Buy berries that are dry, firm and well-shaped.

Do not wash berries before storing them in the refrigerat­or.

Eat berries within a week after purchase. Raspberrie­s and blackberri­es are best if eaten within two to three days of purchase.

Freeze berries to keep them for 10 to 12 months.

Do not thaw commercial­ly frozen berries before adding them to baked goods.

Make berries the last ingredient you add to batters.

There are so many delicious ways to enjoy berries straight from the garden, in baked goods, pies, cobblers, smoothies and salads. Keep them on hand for a great, low-fat snack!

If you would like a copy of a handout on berries, contact the Saline County Extension Office at 501-303-5672 or visit our office located in Benton at 1605 Edison Avenue, St 15.

I’ll be glad to share it with you. The handout has informatio­n on the health benefits of berries, plus informatio­n on buying and storing them.

This recipe was featured at the horticultu­re field day held last week at the Southwest Arkansas Research Center in Hope.

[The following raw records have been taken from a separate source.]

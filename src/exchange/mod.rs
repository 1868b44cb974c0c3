//! Token Exchange (RFC 8693) consumer surface.
//!
//! Parses the grant request, validates the subject (and optional actor)
//! token through the validator factory and maps failures to RFC 8693 error
//! responses. The resulting delegation chain is returned for the caller to
//! place in the token it issues.

mod delegation;
mod error;
mod request;

pub use delegation::{actor_claim, validate_exchange, ValidatedExchange};
pub use error::TokenExchangeError;
pub use request::{parse_exchange_request, TokenExchangeRequest, GRANT_TYPE_TOKEN_EXCHANGE};
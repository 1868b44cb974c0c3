//! Signature verifier resolution.
//!
//! Resolves the verification key for a token from the tenant configuration
//! (static PEM key, shared secret, or JWKS URL) and checks the signature with
//! the verifier matching the key's family.

use jsonwebtoken::{decode, errors::ErrorKind, Algorithm, DecodingKey, Validation};
use std::str::FromStr;
use std::time::Duration;

use super::compact::JoseHeader;
use super::jwks::JwksCache;
use crate::validation::{PublicKeyResolver, SignatureError, ValidationConfig};

/// Key family a verifier operates on.
#[derive(Debug, Clone, Copy, PartialEq, Eq)]
pub enum KeyFamily {
    Rsa,
    Ec,
    Hmac,
}

impl KeyFamily {
    /// Family of a JWS algorithm.
    pub fn of(algorithm: Algorithm) -> Option<Self> {
        match algorithm {
            Algorithm::RS256
            | Algorithm::RS384
            | Algorithm::RS512
            | Algorithm::PS256
            | Algorithm::PS384
            | Algorithm::PS512 => Some(KeyFamily::Rsa),
            Algorithm::ES256 | Algorithm::ES384 => Some(KeyFamily::Ec),
            Algorithm::HS256 | Algorithm::HS384 | Algorithm::HS512 => Some(KeyFamily::Hmac),
            _ => None,
        }
    }
}

/// A signature verifier bound to one key and algorithm.
pub struct SignatureVerifier {
    algorithm: Algorithm,
    key: DecodingKey,
}

/// Outcome of verifier resolution.
pub enum Resolution {
    /// No key is configured; verification cannot run.
    NoKeyConfigured,
    Verifier(SignatureVerifier),
}

impl SignatureVerifier {
    /// Resolve a verifier for the token header under the given configuration.
    pub async fn resolve(
        header: &JoseHeader,
        config: &ValidationConfig,
        jwks: &JwksCache,
    ) -> Result<Resolution, SignatureError> {
        let Some(material) = config.key_material() else {
            return Ok(Resolution::NoKeyConfigured);
        };

        let algorithm = Algorithm::from_str(&header.alg)
            .map_err(|_| SignatureError::UnsupportedAlgorithm(header.alg.clone()))?;
        let family = KeyFamily::of(algorithm)
            .ok_or_else(|| SignatureError::UnsupportedAlgorithm(header.alg.clone()))?;

        let (key_family, key) = match config.public_key_resolver {
            PublicKeyResolver::JwksUrl => {
                let resolved = jwks
                    .resolve(
                        material.trim(),
                        header.kid.as_deref(),
                        Duration::from_secs(config.jwks_timeout_secs),
                        Duration::from_secs(config.jwks_cache_ttl_secs),
                    )
                    .await?;
                (resolved.family, resolved.key)
            }
            PublicKeyResolver::StaticKey => (family, static_key(material, family)?),
        };

        if key_family != family {
            return Err(SignatureError::UnsupportedAlgorithm(format!(
                "{} cannot be verified with a {:?} key",
                header.alg, key_family
            )));
        }

        Ok(Resolution::Verifier(SignatureVerifier { algorithm, key }))
    }

    /// Check the signature of a compact token.
    pub fn verify(&self, token: &str) -> Result<(), SignatureError> {
        let mut validation = Validation::new(self.algorithm);
        validation.validate_exp = false;
        validation.validate_nbf = false;
        validation.validate_aud = false;
        validation.required_spec_claims.clear();

        decode::<serde_json::Value>(token.trim(), &self.key, &validation)
            .map(|_| ())
            .map_err(|e| match e.kind() {
                ErrorKind::InvalidSignature => SignatureError::Mismatch,
                ErrorKind::InvalidAlgorithm => {
                    SignatureError::UnsupportedAlgorithm(format!("{:?}", self.algorithm))
                }
                _ => SignatureError::Verification(e.to_string()),
            })
    }
}

/// Build a key from statically configured material.
///
/// PEM text is trimmed; an HMAC secret is used as configured.
fn static_key(material: &str, family: KeyFamily) -> Result<DecodingKey, SignatureError> {
    match family {
        KeyFamily::Rsa => DecodingKey::from_rsa_pem(material.trim().as_bytes())
            .map_err(|e| SignatureError::InvalidKey(format!("RSA public key: {e}"))),
        KeyFamily::Ec => DecodingKey::from_ec_pem(material.trim().as_bytes())
            .map_err(|e| SignatureError::InvalidKey(format!("EC public key: {e}"))),
        KeyFamily::Hmac => Ok(DecodingKey::from_secret(material.as_bytes())),
    }
}
//! Extraction helpers shared by the SAML 1.1 and 2.0 validators.

use chrono::{DateTime, Utc};
use serde_json::{Map, Value};
use tracing::debug;

use super::document::{XmlDocument, XmlElement};
use crate::validation::ValidationError;

/// Return the root element if it is an `Assertion` in `namespace`.
pub fn assertion_root<'a>(
    document: &'a XmlDocument,
    namespace: &str,
    version: &str,
) -> Result<XmlElement<'a>, ValidationError> {
    let root = document.root();
    if root.is(namespace, "Assertion") {
        Ok(root)
    } else {
        Err(ValidationError::InvalidFormat(format!(
            "invalid SAML assertion: root element is not a SAML {version} Assertion"
        )))
    }
}

/// Require a non-blank value for a mandatory assertion field.
pub fn require_field(
    value: Option<&str>,
    field: &'static str,
) -> Result<String, ValidationError> {
    match value.map(str::trim) {
        Some(v) if !v.is_empty() => Ok(v.to_string()),
        _ => Err(ValidationError::MissingField(field)),
    }
}

/// `NotBefore` and `NotOnOrAfter` of a `Conditions` element.
///
/// Unparseable instants are treated as absent.
pub fn validity_window(
    conditions: Option<XmlElement<'_>>,
) -> (Option<DateTime<Utc>>, Option<DateTime<Utc>>) {
    let Some(conditions) = conditions else {
        return (None, None);
    };
    (
        parse_instant(&conditions, "NotBefore"),
        parse_instant(&conditions, "NotOnOrAfter"),
    )
}

fn parse_instant(element: &XmlElement<'_>, attribute: &str) -> Option<DateTime<Utc>> {
    let value = element.attribute(attribute)?.trim();
    if value.is_empty() {
        return None;
    }
    match DateTime::parse_from_rfc3339(value) {
        Ok(instant) => Some(instant.with_timezone(&Utc)),
        Err(e) => {
            debug!(attribute, value, error = %e, "Ignoring unparseable SAML instant");
            None
        }
    }
}

/// Audiences from every `restriction` child of `Conditions`, in document
/// order without duplicates.
pub fn collect_audiences(
    conditions: Option<XmlElement<'_>>,
    namespace: &str,
    restriction: &str,
) -> Vec<String> {
    let mut audiences: Vec<String> = Vec::new();
    let Some(conditions) = conditions else {
        return audiences;
    };

    let mut current = conditions.first_matching_child(namespace, restriction);
    while let Some(element) = current {
        let mut audience = element.first_matching_child(namespace, "Audience");
        while let Some(value) = audience {
            let text = value.text();
            if !text.is_empty() && !audiences.iter().any(|a| a == text) {
                audiences.push(text.to_string());
            }
            audience = value.next_matching_sibling(namespace, "Audience");
        }
        current = element.next_matching_sibling(namespace, restriction);
    }

    audiences
}

/// Claim map of a validated assertion: `sub`, `iss` and, when present, `aud`.
pub fn assertion_claims(subject: &str, issuer: &str, audience: &[String]) -> Map<String, Value> {
    let mut claims = Map::new();
    claims.insert("sub".into(), Value::String(subject.to_string()));
    claims.insert("iss".into(), Value::String(issuer.to_string()));
    if !audience.is_empty() {
        claims.insert(
            "aud".into(),
            Value::Array(audience.iter().cloned().map(Value::String).collect()),
        );
    }
    claims
}
//! SAML assertion subject token validation.
//!
//! Assertions arrive Base64 (or Base64URL) encoded. Both versions share the
//! envelope decoding, XML document model and condition/audience extraction;
//! each validator walks its own element names and namespace.

pub mod assertion;
pub mod document;
pub mod saml1;
pub mod saml2;

pub use document::{XmlDocument, XmlElement};
pub use saml1::Saml1Validator;
pub use saml2::Saml2Validator;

It was delicious and super easy to make Lemon Blueberry Scones! 1 cup all-purpose flour 1 cup whole wheat flour 1/3 cup sugar 2 teaspoons baking powder 1 teaspoon grated lemon zest 1/2 teaspoon baking soda 1/4 teaspoon salt 1 cup lemon yogurt 1 large egg, room temperatur­e 1/4 cup butter, melted

1 cup fresh or frozen blueberrie­s

Glaze:

1/2 cup confection­ers' sugar

1 tablespoon lemon juice

1/2 teaspoon grated lemon zest

Yield: 14 scones

Preheat oven to 400ºf. In a large bowl, combine the first 6 ingredient­s. In another bowl, combine the yogurt, egg and butter. Stir into dry ingredient­s just until moistened. Fold in blueberrie­s.

Drop by heaping tablespoon­fuls, 2 inches apart, onto a baking sheet lined with parchment paper or that has been greased. Bake at 400° for 15-18 minutes or until lightly browned. While cooling, combine glaze ingredient­s, drizzle over warm scones.